O’NIEL, EL CURTIDOR – ESCUCHAN MI CONVERSACIÓN CON LA TÍA PHEBE – EPPS EN EL NEGOCIO DE CURTIDOR – EL APUÑALAMIENTO DEL TÍO ABRAM – UNA HERIDA FEA – EPPS SE PONE CELOSO – PATSEY DESAPARECE – SU REGRESO DE LA PLANTACIÓN DE SHAW – HARRIET, LA ESPOSA NEGRA DE SHAW – EPPS SE ENFURECE – PATSEY NIEGA LAS ACUSACIONES – ATADA DESNUDA A CUATRO ESTACAS – UN CASTIGO INHUMANO – EPPS LE ARRANCA A PATSEY LA PIEL A TIRAS – LA BELLEZA DEL DÍA – LA CUBETA DE AGUA SALADA – LA ROPA EMPAPADA DE SANGRE – A PATSEY LE INVADE LA TRISTEZA – SU IDEA DE DIOS Y LA ETERNIDAD – SU IDEA DEL CIELO Y LA LIBERTAD – EL EFECTO DE LOS AZOTES A LOS ESCLAVOS – EL HIJO MAYOR DE EPPS – «DE TAL PALO, TAL ASTILLA»

Wiley sufrió mucho a manos del amo Epps, tal como se ha descrito en el capítulo anterior, pero en aquel aspecto no fue distinto de sus desafortunados compañeros. «Saca el látigo» era lo único que sabía decir nuestro amo. Era una persona que por naturaleza tenía arrebatos de humor y, en aquellos momentos, necesitaba de muy pocos motivos para castigarnos. Las circunstancias por las que recibí uno de mis últimos castigos demostrarán que la más insignificante trivialidad le bastaba para hacer uso del látigo.

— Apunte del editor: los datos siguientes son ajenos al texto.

//! Dependency initialization and wiring for the harness.

use std::sync::Arc;
use tracing::info;

use crate::HarvestError;
use harvest_repository::{ClientConfig, OpenSearchStore};

/// Container for all initialized dependencies.
pub struct Dependencies {
    /// The configured store client.
    pub store: Arc<OpenSearchStore>,
}

impl Dependencies {
    /// Initialize all dependencies from environment variables.
    ///
    /// # Environment Variables
    ///
    /// - `HARVEST_OPENSEARCH_URL`: OpenSearch server URL (default: http://localhost:9200)
    /// - `HARVEST_OPENSEARCH_VERIFY_CERTS`: verify TLS certificates (default: true)
    /// - `HARVEST_OPENSEARCH_TIMEOUT_SECS`: request timeout (default: 30)
    /// - `HARVEST_OPENSEARCH_DOCUMENT_TYPES`: send `_type` in bulk requests (default: false)
    ///
    /// `endpoint` takes precedence over `HARVEST_OPENSEARCH_URL`.
    pub fn new(endpoint: Option<&str>) -> Result<Self, HarvestError> {
        let config = ClientConfig::from_env()?;
        Self::with_config(resolve_endpoint(config, endpoint))
    }

    /// Initialize all dependencies from an explicit client configuration.
    pub fn with_config(config: ClientConfig) -> Result<Self, HarvestError> {
        info!(
            opensearch_url = %config.endpoint,
            verify_certificates = config.verify_certificates,
            "Initializing dependencies"
        );

        let store = OpenSearchStore::new(config).map_err(|e| {
            HarvestError::config(format!("Failed to create OpenSearch client: {}", e))
        })?;

        Ok(Self {
            store: Arc::new(store),
        })
    }

    /// Verify the store is reachable and healthy.
    pub async fn verify(&self) -> Result<(), HarvestError> {
        let healthy = self
            .store
            .health_check()
            .await
            .map_err(|e| HarvestError::config(format!("OpenSearch health check failed: {}", e)))?;

        if !healthy {
            return Err(HarvestError::config("OpenSearch cluster is unhealthy"));
        }

        info!("OpenSearch connection verified");
        Ok(())
    }
}

fn resolve_endpoint(config: ClientConfig, endpoint: Option<&str>) -> ClientConfig {
    match endpoint {
        Some(endpoint) => ClientConfig {
            endpoint: endpoint.to_string(),
            ..config
        },
        None => config,
    }
}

El señor O’Niel, que residía en las inmediaciones de Big Pine Woods, se presentó ante Epps con el propósito de adquirirme. Era curtidor y zurrador de profesión, dirigía una gran empresa y tenía la intención de contratarme como empleado en algún departamento de su establecimiento, si conseguía comprarme. La tía Phebe, mientras ponía la mesa para cenar en la casa grande, oyó su conversación. Cuando regresó aquella noche a la cabaña, la anciana fue corriendo a buscarme con la intención de alegrarme con las noticias. Repitió palabra por palabra todo lo que había oído, y puedo asegurar que a la tía Phebe no se le escapaba ni el menor detalle. Hablaba en voz tan alta mientras recalcaba el hecho de que el amo Epps estaba dispuesto a venderme a un curtidor de Pine Woods que llamó la atención de la señora, que, sin darnos cuenta, estaba en la explanada en aquel momento, escuchando nuestra conversación.

—Bueno, tía Phebe —dije—, me alegra saberlo. Estoy harto de limpiar algodón, y me gustaría ser curtidor. Espero que me compre.

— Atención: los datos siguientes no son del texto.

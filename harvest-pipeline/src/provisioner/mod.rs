//! Index provisioning.
//!
//! Ensures the destination index exists and the `latest` alias points at it
//! before any record is written. Safe to run repeatedly.

use tracing::{debug, info, instrument};

use crate::naming::IndexNaming;
use harvest_repository::{IndexStore, StoreError};

/// Create the destination index and repoint its alias.
///
/// An index that already exists is not an error, nor is an alias that is not
/// bound anywhere yet. The alias is removed from every index before being
/// bound to the new one; concurrent provisioners are not coordinated and the
/// last one to bind wins.
///
/// # Returns
///
/// * `Ok(())` - If the index exists and the alias (if any) points at it
/// * `Err(StoreError)` - If any store request fails for another reason
#[instrument(skip_all, fields(index = %naming.index_name()))]
pub async fn ensure_index(store: &dyn IndexStore, naming: &IndexNaming) -> Result<(), StoreError> {
    match store.create_index(naming.index_name()).await {
        Ok(()) => info!("Created index"),
        Err(StoreError::IndexAlreadyExists(_)) => debug!("Index already exists"),
        Err(e) => return Err(e),
    }

    let Some(alias) = naming.alias() else {
        return Ok(());
    };

    match store.delete_alias(alias).await {
        Ok(()) | Err(StoreError::NotFound(_)) => {}
        Err(e) => return Err(e),
    }
    store.put_alias(naming.index_name(), alias).await?;

    info!(alias = %alias, "Alias points at index");
    Ok(())
}

#[cfg(test)]
mod tests {
    use super::*;
    use crate::collector::{CollectorSettings, DatePattern};
    use crate::testing::{Call, MockStore};
    use chrono::{TimeZone, Utc};

    fn monthly_naming(month: u32) -> IndexNaming {
        let settings =
            CollectorSettings::default().with_date_pattern(DatePattern::new("%Y-%m").unwrap());
        let timestamp = Utc.with_ymd_and_hms(2019, month, 15, 9, 0, 0).unwrap();
        IndexNaming::resolve("tests.ATestCollector", &settings, &timestamp)
    }

    #[tokio::test]
    async fn test_creates_index_without_alias() {
        let store = MockStore::new();
        let naming = IndexNaming::resolve(
            "tests.ATestCollector",
            &CollectorSettings::default(),
            &Utc::now(),
        );

        ensure_index(&store, &naming).await.unwrap();

        assert_eq!(
            store.calls().await,
            vec![Call::CreateIndex("tests.atestcollector".to_string())]
        );
    }

    #[tokio::test]
    async fn test_existing_index_is_not_an_error() {
        let store = MockStore::new().with_index("tests.atestcollector-2019-01");

        ensure_index(&store, &monthly_naming(1)).await.unwrap();

        assert_eq!(
            store.alias_target("tests.atestcollector-latest").await,
            Some("tests.atestcollector-2019-01".to_string())
        );
    }

    #[tokio::test]
    async fn test_repoints_alias_to_new_bucket() {
        let store = MockStore::new()
            .with_index("tests.atestcollector-2019-01")
            .with_alias("tests.atestcollector-latest", "tests.atestcollector-2019-01");

        ensure_index(&store, &monthly_naming(2)).await.unwrap();

        assert!(store.has_index("tests.atestcollector-2019-02").await);
        assert_eq!(
            store.alias_target("tests.atestcollector-latest").await,
            Some("tests.atestcollector-2019-02".to_string())
        );
        assert_eq!(
            store.calls().await,
            vec![
                Call::CreateIndex("tests.atestcollector-2019-02".to_string()),
                Call::DeleteAlias("tests.atestcollector-latest".to_string()),
                Call::PutAlias {
                    index: "tests.atestcollector-2019-02".to_string(),
                    alias: "tests.atestcollector-latest".to_string(),
                },
            ]
        );
    }

    #[tokio::test]
    async fn test_is_idempotent() {
        let store = MockStore::new();
        let naming = monthly_naming(1);

        ensure_index(&store, &naming).await.unwrap();
        ensure_index(&store, &naming).await.unwrap();

        assert_eq!(
            store.alias_target("tests.atestcollector-latest").await,
            Some("tests.atestcollector-2019-01".to_string())
        );
    }

    #[tokio::test]
    async fn test_create_failure_propagates() {
        let store =
            MockStore::new().with_create_error(StoreError::api(403, "cluster_block_exception"));

        let result = ensure_index(&store, &monthly_naming(1)).await;

        assert!(matches!(result, Err(StoreError::ApiError { status: 403, .. })));
        assert_eq!(store.calls().await.len(), 1);
    }
}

Sin embargo, O’Neil no llevó a cabo la compra porque las partes no se pusieron de acuerdo en el precio y, al día siguiente de su llegada, regresó a su casa. Acababa de marcharse cuando Epps se presentó en el campo. No había nada que encolerizara más a un amo, especialmente a Epps, que saber que uno de sus sirvientes quería dejarle. Como supe después, la señora Epps le había contado lo que yo había dicho a la tía Phebe la noche anterior, mencionándole a ella que nos había escuchado. Nada más llegar al campo, Epps se dirigió a mí.

—¿Así que estás cansado de limpiar algodón, Platt? ¿Y quieres cambiar de amo? Por lo que veo, te gusta ir de un lado para otro. A lo mejor es que te sienta bien para la salud. Te crees demasiado importante como para limpiar algodón y quieres meterte en el negocio de los curtidos. Es un buen negocio. Vaya, tenemos a un negro empresario. Yo también me voy a meter en ese negocio. ¡Arrodíllate y quítate la camisa! Voy a enseñarte lo que es curtir.

Le rogué de todas las formas posibles que se calmara, le di todo tipo de razones, pero fue en vano. No me quedaba otra alternativa que arrodillarme y quitarme la camisa para que me azotara con el látigo.

—¿Conque te gusta curtir? —exclamó dándome el primer latigazo en la espalda—. ¿Conque te gusta curtir? —repetía después de cada golpe.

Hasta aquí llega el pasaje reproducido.